**Assigned task**
Copy the records below verbatim, from the first line through the line containing "post to the", inclusive, and output nothing else.

>>>>>

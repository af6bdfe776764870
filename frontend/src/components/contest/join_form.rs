use crate::api::join_url;
use shared::ContestDto;
use yew::prelude::*;

#[derive(Properties, PartialEq)]
pub struct JoinControlsProps {
    pub contest: ContestDto,
    /// Whether this row belongs to the past segment (virtual join)
    #[prop_or_default]
    pub past: bool,
    #[prop_or_default]
    pub authenticated: bool,
    /// Anti-forgery token carried by the form post
    #[prop_or_default]
    pub csrf_token: String,
}

/// The join/spectate/virtual-join action: a plain form post to the
/// judge's join endpoint for this contest, carrying the CSRF token.
/// Button precedence is live join, then spectate; past contests offer a
/// virtual join to any signed-in viewer. Renders nothing when the viewer
/// has no way in.
#[function_component(JoinControls)]
pub fn join_controls(props: &JoinControlsProps) -> Html {
    let contest = &props.contest;

    let button = if props.past {
        if props.authenticated {
            Some((
                "Virtual join",
                "px-3 py-1 text-sm border border-gray-300 rounded-lg text-gray-700 hover:bg-gray-50",
            ))
        } else {
            None
        }
    } else if contest.can_join {
        Some((
            "Join",
            "px-3 py-1 text-sm bg-blue-600 text-white rounded-lg hover:bg-blue-700",
        ))
    } else if contest.can_spectate {
        Some((
            "Spectate",
            "px-3 py-1 text-sm border border-gray-300 rounded-lg text-gray-700 hover:bg-gray-50",
        ))
    } else {
        None
    };

    match button {
        Some((label, class)) => html! {
            <form method="post" action={join_url(&contest.key)} class="inline">
                <input type="hidden" name="csrf_token" value={props.csrf_token.clone()} />
                <button type="submit" class={class}>{label}</button>
            </form>
        },
        None => html! {},
    }
}
use serde::{Deserialize, Serialize};
use validator::Validate;

/// An organization a private contest is restricted to.
#[derive(Debug, Serialize, Deserialize, Validate, Clone, PartialEq)]
pub struct OrganizationDto {
    /// URL slug of the organization
    pub key: String,
    #[validate(length(min = 1, message = "Organization name is required"))]
    pub name: String,
}

/// A class (course group) a private contest is restricted to.
#[derive(Debug, Serialize, Deserialize, Validate, Clone, PartialEq)]
pub struct ClassDto {
    /// URL slug of the class
    pub key: String,
    #[validate(length(min = 1, message = "Class name is required"))]
    pub name: String,
}

/// A descriptive tag attached to a contest.
#[derive(Debug, Serialize, Deserialize, Validate, Clone, PartialEq)]
pub struct TagDto {
    #[validate(length(min = 1, message = "Tag name is required"))]
    pub name: String,
    /// CSS color for the tag chip, e.g. "#e74c3c"
    #[serde(default)]
    pub color: Option<String>,
}

#[cfg(test)]
mod tests {
    use super::*;
    use pretty_assertions::assert_eq;
    use validator::Validate;

    #[test]
    fn test_tag_color_defaults_to_none() {
        let tag: TagDto = serde_json::from_str(r#"{ "name": "icpc" }"#).unwrap();
        assert_eq!(tag.name, "icpc");
        assert!(tag.color.is_none());
    }

    #[test]
    fn test_organization_requires_name() {
        let org = OrganizationDto {
            key: "north-campus".to_string(),
            name: String::new(),
        };
        assert!(org.validate().is_err());
    }
}
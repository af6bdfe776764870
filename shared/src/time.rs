//! Presentation-time formatting for countdowns, contest lengths, and
//! start stamps. The backend computes every duration; these helpers only
//! turn seconds into display strings.

use chrono::{DateTime, FixedOffset};

const SECS_PER_MINUTE: u64 = 60;
const SECS_PER_HOUR: u64 = 3_600;
const SECS_PER_DAY: u64 = 86_400;

/// Formats a remaining duration as `HH:MM:SS`, prefixed with the number
/// of whole days when at least one remains.
///
/// `format_countdown(93_784)` renders `"1 day 02:03:04"`.
pub fn format_countdown(total_secs: u64) -> String {
    let days = total_secs / SECS_PER_DAY;
    let hours = (total_secs % SECS_PER_DAY) / SECS_PER_HOUR;
    let minutes = (total_secs % SECS_PER_HOUR) / SECS_PER_MINUTE;
    let seconds = total_secs % SECS_PER_MINUTE;

    match days {
        0 => format!("{:02}:{:02}:{:02}", hours, minutes, seconds),
        1 => format!("1 day {:02}:{:02}:{:02}", hours, minutes, seconds),
        n => format!("{} days {:02}:{:02}:{:02}", n, hours, minutes, seconds),
    }
}

/// Formats a contest length or per-participant window as `H:MM`, with a
/// day prefix for multi-day contests. Seconds are truncated; the list
/// page never shows sub-minute lengths.
pub fn format_window(total_secs: u64) -> String {
    let days = total_secs / SECS_PER_DAY;
    let hours = (total_secs % SECS_PER_DAY) / SECS_PER_HOUR;
    let minutes = (total_secs % SECS_PER_HOUR) / SECS_PER_MINUTE;

    match days {
        0 => format!("{}:{:02}", hours, minutes),
        1 => format!("1 day {}:{:02}", hours, minutes),
        n => format!("{} days {}:{:02}", n, hours, minutes),
    }
}

/// Start-time stamp shown on contest rows.
pub fn format_start(start: &DateTime<FixedOffset>) -> String {
    start.format("%d/%m/%Y %H:%M").to_string()
}

#[cfg(test)]
mod tests {
    use super::*;
    use pretty_assertions::assert_eq;
    use test_case::test_case;

    #[test_case(0, "00:00:00" ; "zero")]
    #[test_case(59, "00:00:59" ; "under a minute")]
    #[test_case(61, "00:01:01" ; "over a minute")]
    #[test_case(3_600, "01:00:00" ; "exactly one hour")]
    #[test_case(86_399, "23:59:59" ; "just under a day")]
    #[test_case(86_400, "1 day 00:00:00" ; "exactly one day")]
    #[test_case(93_784, "1 day 02:03:04" ; "one day and change")]
    #[test_case(2 * 86_400 + 30, "2 days 00:00:30" ; "two days")]
    fn test_format_countdown(secs: u64, expected: &str) {
        assert_eq!(format_countdown(secs), expected);
    }

    #[test_case(0, "0:00" ; "zero window")]
    #[test_case(1_800, "0:30" ; "half hour")]
    #[test_case(3 * 3_600, "3:00" ; "three hours")]
    #[test_case(10_800 + 59, "3:00" ; "seconds truncated")]
    #[test_case(86_400, "1 day 0:00" ; "one day window")]
    #[test_case(7 * 86_400 + 1_800, "7 days 0:30" ; "week long window")]
    fn test_format_window(secs: u64, expected: &str) {
        assert_eq!(format_window(secs), expected);
    }

    #[test]
    fn test_format_start() {
        let start = chrono::DateTime::parse_from_rfc3339("2024-03-09T17:30:00Z").unwrap();
        assert_eq!(format_start(&start), "09/03/2024 17:30");
    }

    #[test]
    fn test_format_start_keeps_offset() {
        // The backend sends viewer-local offsets; the stamp must not
        // re-normalize them to UTC.
        let start = chrono::DateTime::parse_from_rfc3339("2024-03-09T17:30:00-05:00").unwrap();
        assert_eq!(format_start(&start), "09/03/2024 17:30");
    }

    mod properties {
        use super::*;
        use proptest::prelude::*;

        proptest! {
            #[test]
            fn countdown_day_prefix_iff_a_day_remains(secs in 0u64..(30 * 86_400)) {
                let rendered = format_countdown(secs);
                prop_assert_eq!(rendered.contains("day"), secs >= 86_400);
            }

            #[test]
            fn countdown_clock_part_is_well_formed(secs in 0u64..(30 * 86_400)) {
                let rendered = format_countdown(secs);
                let clock = rendered.rsplit(' ').next().unwrap();
                let parts: Vec<&str> = clock.split(':').collect();
                prop_assert_eq!(parts.len(), 3);
                prop_assert!(parts[0].parse::<u64>().unwrap() < 24);
                prop_assert!(parts[1].parse::<u64>().unwrap() < 60);
                prop_assert!(parts[2].parse::<u64>().unwrap() < 60);
            }

            #[test]
            fn window_never_shows_seconds(secs in 0u64..(30 * 86_400)) {
                let rendered = format_window(secs);
                let clock = rendered.rsplit(' ').next().unwrap();
                prop_assert_eq!(clock.split(':').count(), 2);
            }
        }
    }
}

<<<<<

**Solution**
repository af6bdfe776764870
filename frontend/src/components/contest/join_form.rs
use crate::api::join_url;
use shared::ContestDto;
use yew::prelude::*;

#[derive(Properties, PartialEq)]
pub struct JoinControlsProps {
    pub contest: ContestDto,
    /// Whether this row belongs to the past segment (virtual join)
    #[prop_or_default]
    pub past: bool,
    #[prop_or_default]
    pub authenticated: bool,
    /// Anti-forgery token carried by the form post
    #[prop_or_default]
    pub csrf_token: String,
}

/// The join/spectate/virtual-join action: a plain form post to the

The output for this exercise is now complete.